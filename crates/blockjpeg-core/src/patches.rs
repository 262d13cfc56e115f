//! Splitting grids into square patches and putting them back together.
//!
//! Patches are enumerated in row-major block order: every patch of the first
//! block row from left to right, then the second block row, and so on. The
//! bitstream stores blocks in exactly this order without indices, so
//! [`generate_patches`] and [`assemble_patches`] must agree on it.

use crate::error::{CodecError, Result};
use crate::grid::Grid;

/// Lazy iterator over the patches of a grid.
///
/// Created by [`generate_patches`]. The grid is only borrowed, so calling
/// `generate_patches` again restarts the enumeration.
#[derive(Debug, Clone)]
pub struct Patches<'a, T> {
    grid: &'a Grid<T>,
    patch_size: usize,
    y: usize,
    x: usize,
}

/// Enumerate the non-overlapping `patch_size`×`patch_size` patches of `grid`.
///
/// Dimensions are not required to be multiples of `patch_size`: patches on
/// the bottom and right edges are truncated to whatever remains. Callers that
/// need full patches validate the grid first. A zero `patch_size` is a shape
/// error.
pub fn generate_patches<T: Clone>(grid: &Grid<T>, patch_size: usize) -> Result<Patches<'_, T>> {
    if patch_size == 0 {
        return Err(CodecError::shape(
            "patch size must be positive",
            grid.height(),
            grid.width(),
        ));
    }
    Ok(Patches {
        grid,
        patch_size,
        y: 0,
        x: 0,
    })
}

impl<T: Clone> Iterator for Patches<'_, T> {
    type Item = Grid<T>;

    fn next(&mut self) -> Option<Grid<T>> {
        if self.y >= self.grid.height() || self.grid.width() == 0 {
            return None;
        }
        let patch = self
            .grid
            .region(self.y, self.x, self.patch_size, self.patch_size);

        self.x += self.patch_size;
        if self.x >= self.grid.width() {
            self.x = 0;
            self.y += self.patch_size;
        }
        Some(patch)
    }

    fn size_hint(&self) -> (usize, Option<usize>) {
        let remaining = if self.y >= self.grid.height() || self.grid.width() == 0 {
            0
        } else {
            let per_row = self.grid.width().div_ceil(self.patch_size);
            let rows_left = (self.grid.height() - self.y).div_ceil(self.patch_size);
            rows_left * per_row - self.x / self.patch_size
        };
        (remaining, Some(remaining))
    }
}

impl<T: Clone> ExactSizeIterator for Patches<'_, T> {}

/// Reassemble full-size patches, given in row-major block order, into a
/// `height`×`width` raster.
///
/// Returns a shape error when the dimensions are not multiples of
/// `patch_size`, when the number of patches does not tile the raster, or when
/// a patch has the wrong size.
pub fn assemble_patches<T: Clone + Default>(
    patches: &[Grid<T>],
    height: usize,
    width: usize,
    patch_size: usize,
) -> Result<Grid<T>> {
    if patch_size == 0 || height % patch_size != 0 || width % patch_size != 0 {
        return Err(CodecError::shape(
            format!("raster must tile into {patch_size}x{patch_size} patches"),
            height,
            width,
        ));
    }
    let per_row = width / patch_size;
    let expected = (height / patch_size) * per_row;
    if patches.len() != expected {
        return Err(CodecError::shape(
            format!("{} patches cannot fill a raster of {expected}", patches.len()),
            height,
            width,
        ));
    }

    let mut data = vec![T::default(); height * width];
    for (index, patch) in patches.iter().enumerate() {
        if patch.dimensions() != (patch_size, patch_size) {
            return Err(CodecError::shape(
                format!("patch {index} is not {patch_size}x{patch_size}"),
                patch.height(),
                patch.width(),
            ));
        }
        let top = (index / per_row) * patch_size;
        let left = (index % per_row) * patch_size;
        for (dy, row) in patch.rows().enumerate() {
            let start = (top + dy) * width + left;
            data[start..start + patch_size].clone_from_slice(row);
        }
    }
    Grid::from_vec(height, width, data)
}

/// Map `f` over per-patch work items, keeping the results in input order.
///
/// With the `parallel` feature the items are processed on the rayon pool.
pub(crate) fn map_in_order<T, U, F>(items: &[T], f: F) -> Vec<U>
where
    T: Sync,
    U: Send,
    F: Fn(&T) -> U + Sync + Send,
{
    #[cfg(feature = "parallel")]
    {
        use rayon::prelude::*;
        items.par_iter().map(f).collect()
    }
    #[cfg(not(feature = "parallel"))]
    {
        items.iter().map(f).collect()
    }
}

#[cfg(test)]
mod tests {
    use super::*;

    fn numbered(height: usize, width: usize) -> Grid<i32> {
        Grid::from_fn(height, width, |y, x| (y * width + x) as i32)
    }

    #[test]
    fn test_row_major_order() {
        let grid = numbered(16, 24);
        let patches: Vec<_> = generate_patches(&grid, 8).unwrap().collect();
        assert_eq!(patches.len(), 6);

        // Top-left corner of each patch identifies its position
        let corners: Vec<i32> = patches.iter().map(|p| p[(0, 0)]).collect();
        assert_eq!(corners, vec![0, 8, 16, 192, 200, 208]);
        assert!(patches.iter().all(|p| p.dimensions() == (8, 8)));
    }

    #[test]
    fn test_restartable() {
        let grid = numbered(8, 16);
        let first: Vec<_> = generate_patches(&grid, 8).unwrap().collect();
        let second: Vec<_> = generate_patches(&grid, 8).unwrap().collect();
        assert_eq!(first, second);
    }

    #[test]
    fn test_partial_patches_are_truncated() {
        let grid = numbered(10, 12);
        let patches: Vec<_> = generate_patches(&grid, 8).unwrap().collect();
        let dims: Vec<_> = patches.iter().map(Grid::dimensions).collect();
        assert_eq!(dims, vec![(8, 8), (8, 4), (2, 8), (2, 4)]);
    }

    #[test]
    fn test_size_hint_is_exact() {
        let grid = numbered(10, 12);
        let mut iter = generate_patches(&grid, 8).unwrap();
        assert_eq!(iter.len(), 4);
        iter.next();
        assert_eq!(iter.len(), 3);
        iter.next();
        iter.next();
        assert_eq!(iter.len(), 1);
        iter.next();
        assert_eq!(iter.len(), 0);
        assert!(iter.next().is_none());
    }

    #[test]
    fn test_zero_patch_size_is_shape_error() {
        let grid = numbered(8, 8);
        assert!(matches!(generate_patches(&grid, 0), Err(CodecError::Shape { .. })));
    }

    #[test]
    fn test_assemble_inverts_generate() {
        let grid = numbered(24, 16);
        let patches: Vec<_> = generate_patches(&grid, 8).unwrap().collect();
        let back = assemble_patches(&patches, 24, 16, 8).unwrap();
        assert_eq!(back, grid);
    }

    #[test]
    fn test_assemble_wrong_count() {
        let grid = numbered(16, 16);
        let patches: Vec<_> = generate_patches(&grid, 8).unwrap().take(3).collect();
        let result = assemble_patches(&patches, 16, 16, 8);
        assert!(matches!(result, Err(CodecError::Shape { .. })));
    }

    #[test]
    fn test_assemble_unaligned_dimensions() {
        let result = assemble_patches::<i32>(&[], 12, 8, 8);
        assert!(matches!(result, Err(CodecError::Shape { .. })));
    }
}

EXERCISE |
Return every record exactly as it was given.

WRITTEN REPLY |
filename crates/blockjpeg-core/src/patches.rs
repository 262d13cfc56e115f
//! Splitting grids into square patches and putting them back together.
//!
//! Patches are enumerated in row-major block order: every patch of the first
//! block row from left to right, then the second block row, and so on. The
//! bitstream stores blocks in exactly this order without indices, so
//! [`generate_patches`] and [`assemble_patches`] must agree on it.

use crate::error::{CodecError, Result};
use crate::grid::Grid;

/// Lazy iterator over the patches of a grid.
///
/// Created by [`generate_patches`]. The grid is only borrowed, so calling
/// `generate_patches` again restarts the enumeration.
#[derive(Debug, Clone)]
pub struct Patches<'a, T> {
    grid: &'a Grid<T>,
    patch_size: usize,
    y: usize,
    x: usize,
}

/// Enumerate the non-overlapping `patch_size`×`patch_size` patches of `grid`.
///
/// Dimensions are not required to be multiples of `patch_size`: patches on
/// the bottom and right edges are truncated to whatever remains. Callers that
/// need full patches validate the grid first. A zero `patch_size` is a shape
/// error.
pub fn generate_patches<T: Clone>(grid: &Grid<T>, patch_size: usize) -> Result<Patches<'_, T>> {
    if patch_size == 0 {
        return Err(CodecError::shape(
            "patch size must be positive",
            grid.height(),
            grid.width(),
        ));
    }
    Ok(Patches {
        grid,
        patch_size,
        y: 0,
        x: 0,
    })
}

impl<T: Clone> Iterator for Patches<'_, T> {
    type Item = Grid<T>;

    fn next(&mut self) -> Option<Grid<T>> {
        if self.y >= self.grid.height() || self.grid.width() == 0 {
            return None;
        }
        let patch = self
            .grid
            .region(self.y, self.x, self.patch_size, self.patch_size);

        self.x += self.patch_size;
        if self.x >= self.grid.width() {
            self.x = 0;
            self.y += self.patch_size;
        }
        Some(patch)
    }

    fn size_hint(&self) -> (usize, Option<usize>) {
        let remaining = if self.y >= self.grid.height() || self.grid.width() == 0 {
            0
        } else {
            let per_row = self.grid.width().div_ceil(self.patch_size);
            let rows_left = (self.grid.height() - self.y).div_ceil(self.patch_size);
            rows_left * per_row - self.x / self.patch_size
        };
        (remaining, Some(remaining))
    }
}

impl<T: Clone> ExactSizeIterator for Patches<'_, T> {}

/// Reassemble full-size patches, given in row-major block order, into a
/// `height`×`width` raster.
///
/// Returns a shape error when the dimensions are not multiples of
/// `patch_size`, when the number of patches does not tile the raster, or when
/// a patch has the wrong size.
pub fn assemble_patches<T: Clone + Default>(
    patches: &[Grid<T>],
    height: usize,
    width: usize,
    patch_size: usize,
) -> Result<Grid<T>> {
    if patch_size == 0 || height % patch_size != 0 || width % patch_size != 0 {
        return Err(CodecError::shape(
            format!("raster must tile into {patch_size}x{patch_size} patches"),
            height,
            width,
        ));
    }
    let per_row = width / patch_size;
    let expected = (height / patch_size) * per_row;
    if patches.len() != expected {
        return Err(CodecError::shape(
            format!("{} patches cannot fill a raster of {expected}", patches.len()),
            height,
            width,
        ));
    }

    let mut data = vec![T::default(); height * width];
    for (index, patch) in patches.iter().enumerate() {
        if patch.dimensions() != (patch_size, patch_size) {
            return Err(CodecError::shape(
                format!("patch {index} is not {patch_size}x{patch_size}"),
                patch.height(),
                patch.width(),
            ));
        }
        let top = (index / per_row) * patch_size;
        let left = (index % per_row) * patch_size;
        for (dy, row) in patch.rows().enumerate() {
            let start = (top + dy) * width + left;
            data[start..start + patch_size].clone_from_slice(row);
        }
    }
    Grid::from_vec(height, width, data)
}

/// Map `f` over per-patch work items, keeping the results in input order.
///
/// With the `parallel` feature the items are processed on the rayon pool.
pub(crate) fn map_in_order<T, U, F>(items: &[T], f: F) -> Vec<U>
where
    T: Sync,
    U: Send,
    F: Fn(&T) -> U + Sync + Send,
{
    #[cfg(feature = "parallel")]
    {
        use rayon::prelude::*;
        items.par_iter().map(f).collect()
    }
    #[cfg(not(feature = "parallel"))]
    {
        items.iter().map(f).collect()
    }
}

#[cfg(test)]
mod tests {
    use super::*;

    fn numbered(height: usize, width: usize) -> Grid<i32> {
        Grid::from_fn(height, width, |y, x| (y * width + x) as i32)
    }

    #[test]
    fn test_row_major_order() {
        let grid = numbered(16, 24);
        let patches: Vec<_> = generate_patches(&grid, 8).unwrap().collect();
        assert_eq!(patches.len(), 6);

        // Top-left corner of each patch identifies its position
        let corners: Vec<i32> = patches.iter().map(|p| p[(0, 0)]).collect();
        assert_eq!(corners, vec![0, 8, 16, 192, 200, 208]);
        assert!(patches.iter().all(|p| p.dimensions() == (8, 8)));
    }

    #[test]
    fn test_restartable() {
        let grid = numbered(8, 16);
        let first: Vec<_> = generate_patches(&grid, 8).unwrap().collect();
        let second: Vec<_> = generate_patches(&grid, 8).unwrap().collect();
        assert_eq!(first, second);
    }

    #[test]
    fn test_partial_patches_are_truncated() {
        let grid = numbered(10, 12);
        let patches: Vec<_> = generate_patches(&grid, 8).unwrap().collect();
        let dims: Vec<_> = patches.iter().map(Grid::dimensions).collect();
        assert_eq!(dims, vec![(8, 8), (8, 4), (2, 8), (2, 4)]);
    }

    #[test]
    fn test_size_hint_is_exact() {
        let grid = numbered(10, 12);
        let mut iter = generate_patches(&grid, 8).unwrap();
        assert_eq!(iter.len(), 4);
        iter.next();
        assert_eq!(iter.len(), 3);
        iter.next();
        iter.next();
        assert_eq!(iter.len(), 1);
        iter.next();
        assert_eq!(iter.len(), 0);
        assert!(iter.next().is_none());
    }

    #[test]
    fn test_zero_patch_size_is_shape_error() {
        let grid = numbered(8, 8);
        assert!(matches!(generate_patches(&grid, 0), Err(CodecError::Shape { .. })));
    }

    #[test]
    fn test_assemble_inverts_generate() {
        let grid = numbered(24, 16);
        let patches: Vec<_> = generate_patches(&grid, 8).unwrap().collect();
        let back = assemble_patches(&patches, 24, 16, 8).unwrap();
        assert_eq!(back, grid);
    }

    #[test]
    fn test_assemble_wrong_count() {
        let grid = numbered(16, 16);
        let patches: Vec<_> = generate_patches(&grid, 8).unwrap().take(3).collect();
        let result = assemble_patches(&patches, 16, 16, 8);
        assert!(matches!(result, Err(CodecError::Shape { .. })));
    }

    #[test]
    fn test_assemble_unaligned_dimensions() {
        let result = assemble_patches::<i32>(&[], 12, 8, 8);
        assert!(matches!(result, Err(CodecError::Shape { .. })));
    }
}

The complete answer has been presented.